15 May 2019
U.S. Telecom Regulator Bars Mainland Chinese Company from Providing Phone Service over National Security Concerns
On 9 May, the U.S. Federal Communications Commission blocked China Mobile USA from providing phone service between the United States and other countries over national security concerns. This company had filed a Section 214 application with the FCC back in 2011 to provide international communications services. Approval as a “common carrier” would have allowed the firm to carry international voice traffic between the United States and foreign countries as well as to connect that traffic with the U.S. telecommunications network. China Mobile USA had told the FCC that it did not plan to provide domestic telephone or mobile services in the United States.
In 2018, the U.S. Department of Commerce’s National Telecommunications and Information Administration had recommended denial of this application to the FCC after consulting with intelligence agencies. Specifically, intelligence sources reported that China Mobile USA’s parent firm, China Mobile, is subject to the supervision of mainland China’s State-Owned Assets Supervision and Administration Commission. This is the first time that the executive branch has recommended to the independent FCC the denial of a Section 214 application due to national security concerns. The FCC’s Republican and Democratic commissioners voted unanimously to deny the permit; unanimous votes are unusual though not unprecedented for FCC votes.
Had the application been granted, the firm would have received greater access to U.S. telephone lines, cellular networks, fibreoptic cables and communication satellites. The FCC stated in a press release that “after an extensive review of the record in this proceeding, the Commission finds that due to several factors related to China Mobile USA’s ownership and control by the Chinese government, grant of the application would raise substantial and serious national security and law enforcement risks that cannot be addressed through a mitigation agreement between China Mobile and the federal government.” FCC Chairman Ajit Pai claimed that there is a “significant risk” that the mainland Chinese government could use the firm “to conduct activities that would seriously jeopardize the national security, law enforcement, and economic interests of the United States.” He added that China Mobile could potentially “exploit our telephone network to increase intelligence collection against U.S. government agencies and other sensitive targets that depend on this network.”
U.S. concerns focused on a mainland Chinese law that requires companies to co-operate with state intelligence agencies, which the United States has said could be used for economic espionage or intelligence activities. China Mobile’s size and technical resources make it particularly vulnerable to such demands, the government said.

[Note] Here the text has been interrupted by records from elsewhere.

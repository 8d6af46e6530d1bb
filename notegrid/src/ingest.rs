//! Hand-off of a processed page to persistence and graph extraction.
//!
//! The first successfully processed note becomes the parent; the others
//! reference it. Graph extraction runs detached after each persist and can
//! never undo or delay note creation.

use std::sync::Arc;
use std::time::Duration;

use async_trait::async_trait;
use chrono::{DateTime, Utc};
use reqwest::Client;
use serde::{Deserialize, Serialize};
use tokio::sync::Mutex;
use tokio::task::JoinHandle;
use uuid::Uuid;

use crate::config::GraphConfig;
use crate::error::{NoteError, Result};
use crate::models::{Note, ProcessingOutput};

#[derive(Debug, Clone, Serialize, Deserialize, PartialEq)]
pub struct NewNote {
    pub user_id: String,
    pub parent_id: Option<Uuid>,
    pub title: String,
    pub content: String,
    pub original_text: String,
    pub qr_code: Option<String>,
    pub ocr_confidence: u8,
    pub metadata: serde_json::Value,
}

#[derive(Debug, Clone, Serialize, Deserialize, PartialEq)]
pub struct StoredNote {
    pub id: Uuid,
    pub parent_id: Option<Uuid>,
    pub title: String,
    pub created_at: DateTime<Utc>,
}

#[async_trait]
pub trait NoteStore: Send + Sync {
    async fn create_note(&self, note: NewNote) -> Result<StoredNote>;
}

#[derive(Debug, Clone, Serialize, Deserialize, PartialEq)]
pub struct GraphRequest {
    pub content: String,
    pub title: String,
    pub source_type: Option<String>,
    pub user_id: String,
}

#[derive(Debug, Clone, Serialize, Deserialize, PartialEq)]
pub struct Triple {
    pub subject: String,
    pub predicate: String,
    pub object: String,
    #[serde(default)]
    pub confidence: Option<f64>,
    #[serde(default)]
    pub entity_type: Option<String>,
    #[serde(default)]
    pub relationship_type: Option<String>,
    #[serde(default)]
    pub properties: serde_json::Value,
}

#[async_trait]
pub trait GraphExtractor: Send + Sync {
    async fn extract(&self, request: GraphRequest) -> Result<Vec<Triple>>;
}

#[derive(Debug, Deserialize)]
struct ExtractResponse {
    #[serde(default)]
    triples: Vec<Triple>,
}

/// Client for a graph-extraction service exposing `POST /extract`.
#[derive(Debug, Clone)]
pub struct HttpGraphExtractor {
    client: Client,
    base_url: String,
}

impl HttpGraphExtractor {
    pub fn new(config: &GraphConfig) -> Result<Self> {
        let client = Client::builder()
            .timeout(Duration::from_secs(config.timeout_secs))
            .build()
            .map_err(|e| NoteError::Graph(format!("Failed to create HTTP client: {e}")))?;

        Ok(Self {
            client,
            base_url: config.extractor_url.trim_end_matches('/').to_string(),
        })
    }
}

#[async_trait]
impl GraphExtractor for HttpGraphExtractor {
    async fn extract(&self, request: GraphRequest) -> Result<Vec<Triple>> {
        let response = self
            .client
            .post(format!("{}/extract", self.base_url))
            .json(&request)
            .send()
            .await?;

        let status = response.status();
        if !status.is_success() {
            let body = response.text().await.unwrap_or_default();
            return Err(NoteError::Graph(format!(
                "graph extraction failed: {status} - {body}"
            )));
        }

        let parsed: ExtractResponse = response.json().await?;
        Ok(parsed.triples)
    }
}

/// Keeps notes in memory; used by the CLI and tests.
#[derive(Debug, Default)]
pub struct InMemoryNoteStore {
    notes: Mutex<Vec<(NewNote, StoredNote)>>,
}

impl InMemoryNoteStore {
    pub fn new() -> Self {
        Self::default()
    }

    pub async fn notes(&self) -> Vec<(NewNote, StoredNote)> {
        self.notes.lock().await.clone()
    }
}

#[async_trait]
impl NoteStore for InMemoryNoteStore {
    async fn create_note(&self, note: NewNote) -> Result<StoredNote> {
        let stored = StoredNote {
            id: Uuid::new_v4(),
            parent_id: note.parent_id,
            title: note.title.clone(),
            created_at: Utc::now(),
        };
        self.notes.lock().await.push((note, stored.clone()));
        Ok(stored)
    }
}

#[derive(Debug, Default)]
pub struct IngestReport {
    pub stored: Vec<StoredNote>,
    pub skipped: Vec<String>,
    /// Detached graph-extraction tasks, one per stored note.
    pub graph_tasks: Vec<JoinHandle<()>>,
}

fn title_for(note: &Note) -> String {
    if let Some(title) = &note.structure.title {
        return title.text.clone();
    }
    note.text_content
        .formatted_text
        .lines()
        .map(str::trim)
        .find(|l| !l.is_empty())
        .map(|l| l.chars().take(80).collect())
        .unwrap_or_else(|| format!("Note {}", note.position))
}

fn new_note(note: &Note, user_id: &str, parent_id: Option<Uuid>) -> Result<NewNote> {
    Ok(NewNote {
        user_id: user_id.to_string(),
        parent_id,
        title: title_for(note),
        content: note.text_content.formatted_text.clone(),
        original_text: note.text_content.raw_text.clone(),
        qr_code: note.qr_codes.first().map(|c| c.data.clone()),
        ocr_confidence: (note.quality_metrics.overall_confidence * 100.0).round().clamp(0.0, 100.0) as u8,
        metadata: serde_json::to_value(note)?,
    })
}

/// Persists each successful note and schedules graph extraction for it.
///
/// A store failure on one note is logged and skipped; if the parent cannot
/// be stored the next stored note takes its place.
pub async fn ingest_output(
    output: &ProcessingOutput,
    user_id: &str,
    source_type: Option<&str>,
    store: &dyn NoteStore,
    graph: Option<Arc<dyn GraphExtractor>>,
) -> IngestReport {
    let mut report = IngestReport::default();
    let mut parent_id: Option<Uuid> = None;

    for note in output.notes.iter().filter(|n| !n.is_error()) {
        let record = match new_note(note, user_id, parent_id) {
            Ok(record) => record,
            Err(error) => {
                tracing::warn!(note = %note.note_id, error = %error, "note record could not be built");
                report.skipped.push(note.note_id.clone());
                continue;
            }
        };
        let request = GraphRequest {
            content: record.content.clone(),
            title: record.title.clone(),
            source_type: source_type.map(str::to_string),
            user_id: user_id.to_string(),
        };

        let stored = match store.create_note(record).await {
            Ok(stored) => stored,
            Err(error) => {
                tracing::error!(note = %note.note_id, error = %error, "failed to store note");
                report.skipped.push(note.note_id.clone());
                continue;
            }
        };
        tracing::info!(note = %note.note_id, id = %stored.id, parent = ?stored.parent_id, "note stored");
        parent_id.get_or_insert(stored.id);

        if let Some(graph) = &graph {
            let graph = Arc::clone(graph);
            let note_id = stored.id;
            report.graph_tasks.push(tokio::spawn(async move {
                match graph.extract(request).await {
                    Ok(triples) => tracing::info!(%note_id, triples = triples.len(), "graph extraction finished"),
                    Err(error) => tracing::warn!(%note_id, error = %error, "graph extraction failed"),
                }
            }));
        }

        report.stored.push(stored);
    }

    report
}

China Mobile claimed it would not be required to comply with such requests, noting that it “is no more vulnerable to exploitation” than any other U.S. or foreign carrier that uses best-practices measures. “We comply with all applicable laws in the course of operations and have not engaged in any behavior that causes ‘substantial and serious national security and law enforcement risks,’” China Mobile said in an e-mailed statement prior to the vote. The law firm of Harris, Wiltshire, and Grannis, which represented China Mobile USA, said that the order to reject the company's application was guided “more by tensions in the bilateral U.S.-China relationship than an absence of effective mitigation options.”
Brendan Carr, one of the Republican FCC commissioners, called for an investigation of prior FCC authorisations granted to China Telecom and China Unicom. In a statement, he claimed that “the evidence I’ve seen in this case calls those existing authorizations into question” and mentioned reports that China Telecom “has been hijacking U.S. traffic and redirecting it through China.” Pai later told press sources that the FCC will indeed be re-examining these authorisations.
A Bloomberg reporter referred to China Unicom as a Hong Kong-headquartered firm, but other sources indicate that while a subsidiary China Unicom (Hong Kong) Limited was incorporated in Hong Kong in February 2000 and was listed on the Hong Kong Stock Exchange on 22 June 2000, China Unicom was founded as a mainland Chinese state-owned enterprise on 18 June 1994 by the Ministry of Railways, the Ministry of Electronics Industry and the Ministry of Electric Power Industry with its establishment approved by the State Council in December 1993. The moves by the FCC will not have an impact on China Unicom, Chairman Wang Xiaochu told reporters in Hong Kong on 10 May, claiming that his firm has not violated any law, international or local, and relies on partners in the United States, where it has no facilities.